Start of RECORDS

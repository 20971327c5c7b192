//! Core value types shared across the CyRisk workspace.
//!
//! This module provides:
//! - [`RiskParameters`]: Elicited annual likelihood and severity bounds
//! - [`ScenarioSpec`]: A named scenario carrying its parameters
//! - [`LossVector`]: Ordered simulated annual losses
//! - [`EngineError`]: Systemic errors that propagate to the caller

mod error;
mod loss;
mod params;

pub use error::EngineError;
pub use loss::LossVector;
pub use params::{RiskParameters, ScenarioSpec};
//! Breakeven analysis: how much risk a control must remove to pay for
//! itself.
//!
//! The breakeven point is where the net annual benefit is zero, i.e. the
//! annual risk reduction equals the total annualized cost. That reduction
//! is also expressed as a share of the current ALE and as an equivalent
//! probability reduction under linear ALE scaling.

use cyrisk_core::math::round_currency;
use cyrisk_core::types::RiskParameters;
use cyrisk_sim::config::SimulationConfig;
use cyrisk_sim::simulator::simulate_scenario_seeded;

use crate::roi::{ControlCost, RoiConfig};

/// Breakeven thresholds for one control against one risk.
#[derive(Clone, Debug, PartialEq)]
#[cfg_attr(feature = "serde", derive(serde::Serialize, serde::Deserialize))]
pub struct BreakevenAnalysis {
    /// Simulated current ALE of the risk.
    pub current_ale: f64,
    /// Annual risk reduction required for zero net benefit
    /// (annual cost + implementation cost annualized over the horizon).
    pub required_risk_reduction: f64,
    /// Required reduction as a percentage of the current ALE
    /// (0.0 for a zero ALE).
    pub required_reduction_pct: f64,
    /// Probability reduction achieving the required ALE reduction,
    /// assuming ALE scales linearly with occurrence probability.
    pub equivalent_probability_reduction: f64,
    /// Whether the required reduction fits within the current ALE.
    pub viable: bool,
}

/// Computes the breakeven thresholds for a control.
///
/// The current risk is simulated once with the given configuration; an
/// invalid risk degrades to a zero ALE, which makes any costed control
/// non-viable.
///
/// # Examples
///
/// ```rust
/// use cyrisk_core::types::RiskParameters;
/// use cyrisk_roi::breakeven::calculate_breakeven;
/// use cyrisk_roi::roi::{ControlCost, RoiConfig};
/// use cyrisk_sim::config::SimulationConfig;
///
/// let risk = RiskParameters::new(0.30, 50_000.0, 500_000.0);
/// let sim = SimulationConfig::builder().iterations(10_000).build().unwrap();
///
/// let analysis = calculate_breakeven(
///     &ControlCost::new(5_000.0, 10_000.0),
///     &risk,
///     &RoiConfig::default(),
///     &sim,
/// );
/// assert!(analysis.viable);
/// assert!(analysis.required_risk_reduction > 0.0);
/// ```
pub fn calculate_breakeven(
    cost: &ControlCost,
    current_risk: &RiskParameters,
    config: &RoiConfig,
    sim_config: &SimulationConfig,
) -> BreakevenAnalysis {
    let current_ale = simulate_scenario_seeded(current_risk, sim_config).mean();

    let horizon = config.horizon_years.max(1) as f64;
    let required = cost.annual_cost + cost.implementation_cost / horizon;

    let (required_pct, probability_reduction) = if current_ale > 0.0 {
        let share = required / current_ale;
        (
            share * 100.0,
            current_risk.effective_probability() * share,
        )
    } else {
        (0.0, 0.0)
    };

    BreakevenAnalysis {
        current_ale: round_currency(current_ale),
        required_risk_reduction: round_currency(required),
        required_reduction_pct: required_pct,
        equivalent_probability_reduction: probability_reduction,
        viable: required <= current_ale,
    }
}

End of RECORDS
Start of RECORDS

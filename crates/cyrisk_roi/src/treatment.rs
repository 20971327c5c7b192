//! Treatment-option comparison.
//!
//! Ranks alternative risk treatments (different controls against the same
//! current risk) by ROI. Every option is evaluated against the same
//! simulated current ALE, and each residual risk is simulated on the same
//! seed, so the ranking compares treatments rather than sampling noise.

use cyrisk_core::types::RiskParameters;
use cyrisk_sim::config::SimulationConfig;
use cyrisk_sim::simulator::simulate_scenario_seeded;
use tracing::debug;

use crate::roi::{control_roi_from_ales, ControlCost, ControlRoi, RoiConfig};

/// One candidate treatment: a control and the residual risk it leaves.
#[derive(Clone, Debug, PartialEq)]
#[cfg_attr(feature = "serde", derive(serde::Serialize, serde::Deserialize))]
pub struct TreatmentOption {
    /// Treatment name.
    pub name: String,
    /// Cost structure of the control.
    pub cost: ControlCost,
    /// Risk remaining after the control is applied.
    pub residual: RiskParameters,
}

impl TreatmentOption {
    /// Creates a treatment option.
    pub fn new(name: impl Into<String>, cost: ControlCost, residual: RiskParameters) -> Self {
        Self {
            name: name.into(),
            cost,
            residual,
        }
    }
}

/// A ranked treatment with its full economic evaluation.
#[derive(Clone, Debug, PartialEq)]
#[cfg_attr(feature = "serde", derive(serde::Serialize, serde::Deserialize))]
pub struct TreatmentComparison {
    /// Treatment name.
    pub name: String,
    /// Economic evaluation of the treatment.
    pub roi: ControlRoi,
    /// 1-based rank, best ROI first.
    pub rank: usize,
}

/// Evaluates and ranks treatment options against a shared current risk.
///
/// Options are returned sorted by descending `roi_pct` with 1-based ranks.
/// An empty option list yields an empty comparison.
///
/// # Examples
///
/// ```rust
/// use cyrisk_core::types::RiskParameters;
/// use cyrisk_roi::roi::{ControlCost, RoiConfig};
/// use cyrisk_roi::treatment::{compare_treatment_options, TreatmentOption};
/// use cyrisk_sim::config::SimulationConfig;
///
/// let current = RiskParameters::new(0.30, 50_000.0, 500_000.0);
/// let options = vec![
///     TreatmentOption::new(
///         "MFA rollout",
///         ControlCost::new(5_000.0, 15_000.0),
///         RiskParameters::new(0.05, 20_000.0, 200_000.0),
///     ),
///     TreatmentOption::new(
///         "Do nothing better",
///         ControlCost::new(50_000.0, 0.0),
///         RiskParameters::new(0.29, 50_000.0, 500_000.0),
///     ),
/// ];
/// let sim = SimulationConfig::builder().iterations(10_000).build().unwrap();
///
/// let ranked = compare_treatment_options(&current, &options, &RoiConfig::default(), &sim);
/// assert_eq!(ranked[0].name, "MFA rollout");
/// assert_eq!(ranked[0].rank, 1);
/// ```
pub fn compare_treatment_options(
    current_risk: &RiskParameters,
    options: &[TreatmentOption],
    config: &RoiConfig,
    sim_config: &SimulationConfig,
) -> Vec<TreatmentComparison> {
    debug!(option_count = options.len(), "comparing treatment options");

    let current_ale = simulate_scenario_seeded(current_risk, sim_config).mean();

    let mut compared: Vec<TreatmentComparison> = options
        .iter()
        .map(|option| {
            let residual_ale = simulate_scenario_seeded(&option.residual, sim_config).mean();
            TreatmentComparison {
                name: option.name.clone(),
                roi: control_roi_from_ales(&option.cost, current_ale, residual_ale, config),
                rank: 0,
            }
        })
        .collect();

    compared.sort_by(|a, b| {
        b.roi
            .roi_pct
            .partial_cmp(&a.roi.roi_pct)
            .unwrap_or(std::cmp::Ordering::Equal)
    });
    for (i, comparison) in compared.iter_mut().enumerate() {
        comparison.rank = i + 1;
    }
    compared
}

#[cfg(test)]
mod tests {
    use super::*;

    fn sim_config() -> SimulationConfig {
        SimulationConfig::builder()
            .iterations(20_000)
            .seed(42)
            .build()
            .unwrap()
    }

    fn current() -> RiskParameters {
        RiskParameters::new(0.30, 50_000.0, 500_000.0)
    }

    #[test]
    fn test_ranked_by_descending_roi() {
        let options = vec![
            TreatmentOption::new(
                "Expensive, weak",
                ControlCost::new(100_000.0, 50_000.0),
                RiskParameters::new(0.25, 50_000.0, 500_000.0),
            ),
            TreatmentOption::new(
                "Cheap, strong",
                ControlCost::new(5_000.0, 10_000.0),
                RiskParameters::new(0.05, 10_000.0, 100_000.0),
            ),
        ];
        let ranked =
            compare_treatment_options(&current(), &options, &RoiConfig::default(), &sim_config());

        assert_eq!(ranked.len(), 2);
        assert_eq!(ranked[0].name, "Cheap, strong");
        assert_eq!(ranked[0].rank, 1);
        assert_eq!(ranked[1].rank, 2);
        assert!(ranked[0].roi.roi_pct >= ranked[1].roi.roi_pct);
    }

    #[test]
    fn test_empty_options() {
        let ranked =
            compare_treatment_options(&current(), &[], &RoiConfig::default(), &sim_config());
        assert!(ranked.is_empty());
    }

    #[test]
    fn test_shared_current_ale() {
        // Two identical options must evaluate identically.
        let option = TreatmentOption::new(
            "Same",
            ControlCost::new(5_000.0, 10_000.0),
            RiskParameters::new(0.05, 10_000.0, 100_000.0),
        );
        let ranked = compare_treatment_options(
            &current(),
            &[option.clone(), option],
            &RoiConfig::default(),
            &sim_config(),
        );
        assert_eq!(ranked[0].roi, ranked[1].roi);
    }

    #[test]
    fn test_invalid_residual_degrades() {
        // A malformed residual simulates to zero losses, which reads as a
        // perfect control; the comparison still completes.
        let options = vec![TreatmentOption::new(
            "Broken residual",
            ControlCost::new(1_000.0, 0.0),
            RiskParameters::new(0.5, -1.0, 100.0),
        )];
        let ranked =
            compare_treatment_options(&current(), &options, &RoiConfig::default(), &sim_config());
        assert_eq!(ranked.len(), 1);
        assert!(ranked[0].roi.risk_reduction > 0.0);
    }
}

End of RECORDS
Start of RECORDS

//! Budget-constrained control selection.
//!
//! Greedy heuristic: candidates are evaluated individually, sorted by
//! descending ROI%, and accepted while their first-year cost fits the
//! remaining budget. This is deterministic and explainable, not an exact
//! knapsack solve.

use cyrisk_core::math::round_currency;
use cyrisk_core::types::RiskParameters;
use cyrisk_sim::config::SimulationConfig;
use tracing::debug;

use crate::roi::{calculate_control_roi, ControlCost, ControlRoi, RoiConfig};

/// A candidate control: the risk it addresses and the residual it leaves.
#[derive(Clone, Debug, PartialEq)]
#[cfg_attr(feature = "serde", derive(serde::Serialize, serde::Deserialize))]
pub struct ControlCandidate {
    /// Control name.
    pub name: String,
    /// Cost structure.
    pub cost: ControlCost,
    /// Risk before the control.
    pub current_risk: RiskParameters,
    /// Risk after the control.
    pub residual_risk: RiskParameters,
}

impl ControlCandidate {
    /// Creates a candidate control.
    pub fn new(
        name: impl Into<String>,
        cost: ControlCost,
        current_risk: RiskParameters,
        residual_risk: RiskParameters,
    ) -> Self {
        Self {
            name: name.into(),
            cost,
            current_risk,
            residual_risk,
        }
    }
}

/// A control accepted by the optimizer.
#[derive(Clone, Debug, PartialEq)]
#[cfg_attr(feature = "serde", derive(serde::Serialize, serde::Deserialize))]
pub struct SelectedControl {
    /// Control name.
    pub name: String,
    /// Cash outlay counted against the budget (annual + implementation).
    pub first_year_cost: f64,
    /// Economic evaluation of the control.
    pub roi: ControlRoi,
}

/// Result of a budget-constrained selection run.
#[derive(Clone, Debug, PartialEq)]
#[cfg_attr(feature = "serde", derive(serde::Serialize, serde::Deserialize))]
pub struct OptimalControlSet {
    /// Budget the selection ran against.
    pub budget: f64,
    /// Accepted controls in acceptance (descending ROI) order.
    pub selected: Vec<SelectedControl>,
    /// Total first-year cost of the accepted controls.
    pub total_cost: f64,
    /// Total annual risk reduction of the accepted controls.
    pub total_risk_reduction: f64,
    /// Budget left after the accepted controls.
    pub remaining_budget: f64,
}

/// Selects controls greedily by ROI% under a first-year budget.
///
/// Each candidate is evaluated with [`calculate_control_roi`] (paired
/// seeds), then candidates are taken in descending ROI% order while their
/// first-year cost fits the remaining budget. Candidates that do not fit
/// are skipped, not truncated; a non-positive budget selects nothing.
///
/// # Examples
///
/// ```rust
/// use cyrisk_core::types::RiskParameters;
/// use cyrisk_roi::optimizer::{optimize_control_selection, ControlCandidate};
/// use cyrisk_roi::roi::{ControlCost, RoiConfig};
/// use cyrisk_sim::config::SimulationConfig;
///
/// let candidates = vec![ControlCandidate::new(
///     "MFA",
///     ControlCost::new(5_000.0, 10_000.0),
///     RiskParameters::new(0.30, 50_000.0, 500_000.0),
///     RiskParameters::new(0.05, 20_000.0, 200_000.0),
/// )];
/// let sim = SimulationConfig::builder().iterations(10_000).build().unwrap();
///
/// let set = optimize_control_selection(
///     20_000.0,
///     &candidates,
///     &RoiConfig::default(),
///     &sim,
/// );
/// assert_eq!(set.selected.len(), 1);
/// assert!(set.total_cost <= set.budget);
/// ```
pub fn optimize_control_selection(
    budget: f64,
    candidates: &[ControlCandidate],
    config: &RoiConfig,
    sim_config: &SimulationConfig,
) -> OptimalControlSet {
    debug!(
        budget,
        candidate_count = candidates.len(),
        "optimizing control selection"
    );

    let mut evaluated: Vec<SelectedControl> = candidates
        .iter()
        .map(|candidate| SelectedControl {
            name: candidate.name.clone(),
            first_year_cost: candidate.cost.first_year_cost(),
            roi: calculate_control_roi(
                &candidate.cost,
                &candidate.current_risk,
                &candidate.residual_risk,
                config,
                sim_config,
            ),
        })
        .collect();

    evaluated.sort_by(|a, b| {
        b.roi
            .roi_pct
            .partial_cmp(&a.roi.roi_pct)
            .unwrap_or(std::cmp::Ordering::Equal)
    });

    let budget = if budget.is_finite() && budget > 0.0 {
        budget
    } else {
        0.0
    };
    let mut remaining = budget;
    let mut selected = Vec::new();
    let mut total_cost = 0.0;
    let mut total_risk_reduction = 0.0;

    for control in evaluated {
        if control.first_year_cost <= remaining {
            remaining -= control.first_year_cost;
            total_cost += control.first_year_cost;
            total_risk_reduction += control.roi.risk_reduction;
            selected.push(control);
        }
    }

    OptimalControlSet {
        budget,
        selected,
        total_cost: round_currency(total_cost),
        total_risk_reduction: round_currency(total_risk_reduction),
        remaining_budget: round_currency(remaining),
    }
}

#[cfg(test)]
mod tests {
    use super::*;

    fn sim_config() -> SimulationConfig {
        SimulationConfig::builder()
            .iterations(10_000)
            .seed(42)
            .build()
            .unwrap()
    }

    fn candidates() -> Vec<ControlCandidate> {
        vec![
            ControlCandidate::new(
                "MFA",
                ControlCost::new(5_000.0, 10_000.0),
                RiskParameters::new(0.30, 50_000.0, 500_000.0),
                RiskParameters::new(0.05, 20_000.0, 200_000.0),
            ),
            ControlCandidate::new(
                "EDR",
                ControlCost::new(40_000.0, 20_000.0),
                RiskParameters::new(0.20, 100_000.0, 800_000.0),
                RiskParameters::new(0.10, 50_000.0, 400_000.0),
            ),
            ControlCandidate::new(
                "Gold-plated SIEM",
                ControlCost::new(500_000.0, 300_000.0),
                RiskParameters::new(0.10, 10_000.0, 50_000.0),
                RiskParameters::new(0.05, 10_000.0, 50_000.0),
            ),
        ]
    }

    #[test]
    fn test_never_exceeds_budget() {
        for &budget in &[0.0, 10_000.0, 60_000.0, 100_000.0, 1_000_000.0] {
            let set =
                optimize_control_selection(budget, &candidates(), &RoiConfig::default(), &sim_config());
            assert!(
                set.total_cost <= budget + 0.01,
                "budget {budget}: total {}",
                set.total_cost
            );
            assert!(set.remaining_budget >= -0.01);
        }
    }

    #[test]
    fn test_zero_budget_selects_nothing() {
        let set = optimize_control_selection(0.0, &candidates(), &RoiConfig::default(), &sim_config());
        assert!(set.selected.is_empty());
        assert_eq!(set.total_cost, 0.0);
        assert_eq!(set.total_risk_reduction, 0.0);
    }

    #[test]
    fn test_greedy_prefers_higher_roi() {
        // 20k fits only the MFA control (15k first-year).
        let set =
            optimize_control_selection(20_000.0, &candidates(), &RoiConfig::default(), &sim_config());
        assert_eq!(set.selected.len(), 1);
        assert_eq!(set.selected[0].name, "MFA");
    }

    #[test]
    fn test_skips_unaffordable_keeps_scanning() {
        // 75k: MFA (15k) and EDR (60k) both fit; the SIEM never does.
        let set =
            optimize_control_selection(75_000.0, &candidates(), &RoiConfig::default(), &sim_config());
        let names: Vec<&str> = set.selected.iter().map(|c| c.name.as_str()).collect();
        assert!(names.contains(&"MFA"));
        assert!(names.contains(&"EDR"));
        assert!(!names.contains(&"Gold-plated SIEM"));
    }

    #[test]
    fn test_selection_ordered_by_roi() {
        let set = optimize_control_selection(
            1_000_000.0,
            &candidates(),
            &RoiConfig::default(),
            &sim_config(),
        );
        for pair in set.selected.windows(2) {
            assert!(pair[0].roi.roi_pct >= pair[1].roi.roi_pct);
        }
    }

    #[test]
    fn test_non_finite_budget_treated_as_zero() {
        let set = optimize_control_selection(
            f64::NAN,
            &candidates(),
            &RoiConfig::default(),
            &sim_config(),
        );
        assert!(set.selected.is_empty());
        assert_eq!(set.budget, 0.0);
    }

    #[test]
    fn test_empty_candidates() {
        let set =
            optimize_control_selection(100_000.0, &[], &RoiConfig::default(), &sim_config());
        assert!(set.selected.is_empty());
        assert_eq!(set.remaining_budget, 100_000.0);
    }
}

End of RECORDS

■ YOUR TASK
Tally the lines of the material that contain the word "BreakevenAnalysis" and say the number, nothing more.

■ EXERCISE ANSWER
3